For the financial year 2020, they made a total sales of $2.83 billion. This was an increase of 4.2% from previous year. All business segments indicated increase in sales from except Macpac (Super Retail Group, 2020).
Kathmandu is a chief competitor with Super Retail Group and made sales worth $801.5 million, an increase by 48.7% from previous year (Kathmandu Holdings, 2020).
All sectors in Kathmandu showed increase in sales except Macpac.
Both companies posted increase in sales revenue in 2020 compared to 2019.

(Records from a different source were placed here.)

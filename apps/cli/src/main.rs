//! destproxy - authenticating reverse proxy for JSON-RPC upstreams.
//!
//! Listens for JSON-RPC over HTTP, resolves the request's destination into a
//! bearer token and forwards the call to the destination's service.

use anyhow::Context;
use clap::Parser;
use destproxy_core::{ConfigOverrides, ProxyConfig, ProxyServer};
use std::path::PathBuf;
use tracing_subscriber::EnvFilter;

/// Authenticating reverse proxy for destination-scoped JSON-RPC upstreams.
#[derive(Parser, Debug)]
#[command(
    name = "destproxy",
    author,
    version,
    about = "Authenticating reverse proxy for JSON-RPC upstreams",
    long_about = "destproxy resolves the destination named in each request (x-btp-destination) \
                  into a bearer token, injects it and forwards the JSON-RPC call upstream."
)]
struct Args {
    /// Configuration file (TOML)
    #[arg(short, long)]
    config: Option<PathBuf>,

    /// Interface to bind (overrides [server].host)
    #[arg(long)]
    host: Option<String>,

    /// Port to bind (overrides [server].port)
    #[arg(short, long)]
    port: Option<u16>,

    /// Destination applied to every request, taking precedence over headers
    #[arg(short, long)]
    destination: Option<String>,

    /// Target URL applied to every request, taking precedence over headers
    #[arg(long)]
    mcp_url: Option<String>,

    /// Log level (trace, debug, info, warn, error); RUST_LOG takes precedence
    #[arg(short, long, default_value = "info")]
    log_level: String,

    /// Emit logs as JSON lines
    #[arg(long)]
    log_json: bool,
}

fn init_logging(level: &str, json: bool) -> anyhow::Result<()> {
    let filter = EnvFilter::try_from_default_env()
        .or_else(|_| EnvFilter::try_new(level))
        .with_context(|| format!("Invalid log level '{level}'"))?;

    let builder = tracing_subscriber::fmt().with_env_filter(filter).with_target(false);
    let result = if json { builder.json().try_init() } else { builder.try_init() };
    result.map_err(|e| anyhow::anyhow!("Failed to initialize logging: {e}"))
}

async fn shutdown_signal() {
    if let Err(e) = tokio::signal::ctrl_c().await {
        tracing::error!(error = %e, "Failed to listen for shutdown signal");
    }
}

#[tokio::main]
async fn main() -> anyhow::Result<()> {
    let args = Args::parse();
    init_logging(&args.log_level, args.log_json)?;

    let mut config = match &args.config {
        Some(path) => ProxyConfig::load(path)
            .with_context(|| format!("Failed to load configuration from {}", path.display()))?,
        None => ProxyConfig::default(),
    };
    config.apply_overrides(ConfigOverrides {
        host: args.host,
        port: args.port,
        destination: args.destination,
        mcp_url: args.mcp_url,
    });
    config.validate().context("Invalid configuration")?;

    tracing::info!(
        host = %config.server.host,
        port = config.server.port,
        policy = ?config.routing.policy,
        destination = config.routing.destination.as_deref().unwrap_or("-"),
        mcp_url = config.routing.mcp_url.as_deref().unwrap_or("-"),
        "Starting destproxy"
    );

    let mut server = ProxyServer::from_config(&config)?;
    server
        .serve_until(&config.server.host, config.server.port, shutdown_signal())
        .await?;
    Ok(())
}
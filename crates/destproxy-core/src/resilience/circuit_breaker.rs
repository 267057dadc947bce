//! Circuit breaker guarding the proxy's outbound HTTP path.
//!
//! One breaker is shared by every destination served by a proxy instance: a
//! failure against any upstream counts toward the same threshold.

use serde::Serialize;
use std::sync::{PoisonError, RwLock};
use std::time::Duration;
use tokio::time::Instant;
use tracing::{debug, warn};

/// Circuit breaker state.
#[derive(Debug, Clone, Copy, PartialEq, Eq, Serialize)]
#[serde(rename_all = "kebab-case")]
pub enum CircuitState {
    /// Normal operation.
    Closed,
    /// Failing fast until the timeout elapses.
    Open,
    /// Timeout elapsed; traffic is let through to probe recovery.
    HalfOpen,
}

impl std::fmt::Display for CircuitState {
    fn fmt(&self, f: &mut std::fmt::Formatter<'_>) -> std::fmt::Result {
        let label = match self {
            CircuitState::Closed => "closed",
            CircuitState::Open => "open",
            CircuitState::HalfOpen => "half-open",
        };
        f.write_str(label)
    }
}

/// Point-in-time view of the breaker, used in error envelopes and health output.
#[derive(Debug, Clone, Copy, PartialEq, Eq, Serialize)]
#[serde(rename_all = "camelCase")]
pub struct CircuitSnapshot {
    /// Current state.
    pub state: CircuitState,
    /// Failures recorded since the last success.
    pub consecutive_failures: u32,
}

#[derive(Debug)]
struct BreakerInner {
    state: CircuitState,
    consecutive_failures: u32,
    last_failure_at: Option<Instant>,
}

/// Tri-state failure gate.
#[derive(Debug)]
pub struct CircuitBreaker {
    inner: RwLock<BreakerInner>,
    /// Consecutive failures that open the circuit.
    failure_threshold: u32,
    /// Time after the last failure before a probe is allowed.
    timeout: Duration,
}

impl CircuitBreaker {
    /// Creates a closed breaker.
    ///
    /// # Arguments
    /// * `failure_threshold` - Consecutive failures that open the circuit
    /// * `timeout` - Cooldown measured from the last recorded failure
    #[must_use]
    pub fn new(failure_threshold: u32, timeout: Duration) -> Self {
        Self {
            inner: RwLock::new(BreakerInner {
                state: CircuitState::Closed,
                consecutive_failures: 0,
                last_failure_at: None,
            }),
            failure_threshold,
            timeout,
        }
    }

    /// Whether a request may go out. Moves `Open` to `HalfOpen` once the
    /// timeout has elapsed since the last failure.
    pub fn can_proceed(&self) -> bool {
        let mut inner = self.inner.write().unwrap_or_else(PoisonError::into_inner);
        if inner.state != CircuitState::Open {
            return true;
        }

        let elapsed = inner
            .last_failure_at
            .map_or(self.timeout, |at| at.elapsed());
        if elapsed >= self.timeout {
            inner.state = CircuitState::HalfOpen;
            debug!("Circuit breaker: Open -> HalfOpen (timeout elapsed)");
            true
        } else {
            false
        }
    }

    /// Records a successful upstream exchange.
    pub fn record_success(&self) {
        let mut inner = self.inner.write().unwrap_or_else(PoisonError::into_inner);
        inner.consecutive_failures = 0;
        if inner.state == CircuitState::HalfOpen {
            inner.state = CircuitState::Closed;
            debug!("Circuit breaker: HalfOpen -> Closed (recovery successful)");
        }
    }

    /// Records a failed upstream exchange.
    pub fn record_failure(&self) {
        let mut inner = self.inner.write().unwrap_or_else(PoisonError::into_inner);
        inner.consecutive_failures = inner.consecutive_failures.saturating_add(1);
        inner.last_failure_at = Some(Instant::now());

        if inner.consecutive_failures >= self.failure_threshold && inner.state != CircuitState::Open {
            let previous = inner.state;
            inner.state = CircuitState::Open;
            warn!(
                from = %previous,
                failures = inner.consecutive_failures,
                threshold = self.failure_threshold,
                "Circuit breaker opened"
            );
        }
    }

    /// Current state without triggering the lazy timeout transition.
    pub fn state(&self) -> CircuitState {
        self.inner.read().unwrap_or_else(PoisonError::into_inner).state
    }

    /// Current state and failure counter.
    pub fn snapshot(&self) -> CircuitSnapshot {
        let inner = self.inner.read().unwrap_or_else(PoisonError::into_inner);
        CircuitSnapshot {
            state: inner.state,
            consecutive_failures: inner.consecutive_failures,
        }
    }
}

impl Default for CircuitBreaker {
    fn default() -> Self {
        Self::new(5, Duration::from_secs(60))
    }
}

Super Retail Group is a major retailer for variety of goods in Australia and beyond. In 2020, the Company made sales worth $2.83 billion. This was a 4.2% increase from the previous year 2019. Despite the Covid-19 pandemic. Segments such as Supercheap auto, rebel and BCF posted increase in sales revenues. For Macpac which deals with travel and adventure accessories made sales worth $131.9 million. The sales went down by 5.0% from the previous year. Reasons put forward for this was due to Australian bushfires in 2020 and the COVID-19 pandemic which led to lockdowns and travel restrictions. There was an increase in online sales by 44.4% with Macpac showing the highest rate of online sales at 83%. Supercheap made sale worth $1.1 billion, Rebel $1.0 billion and BCF $535 million.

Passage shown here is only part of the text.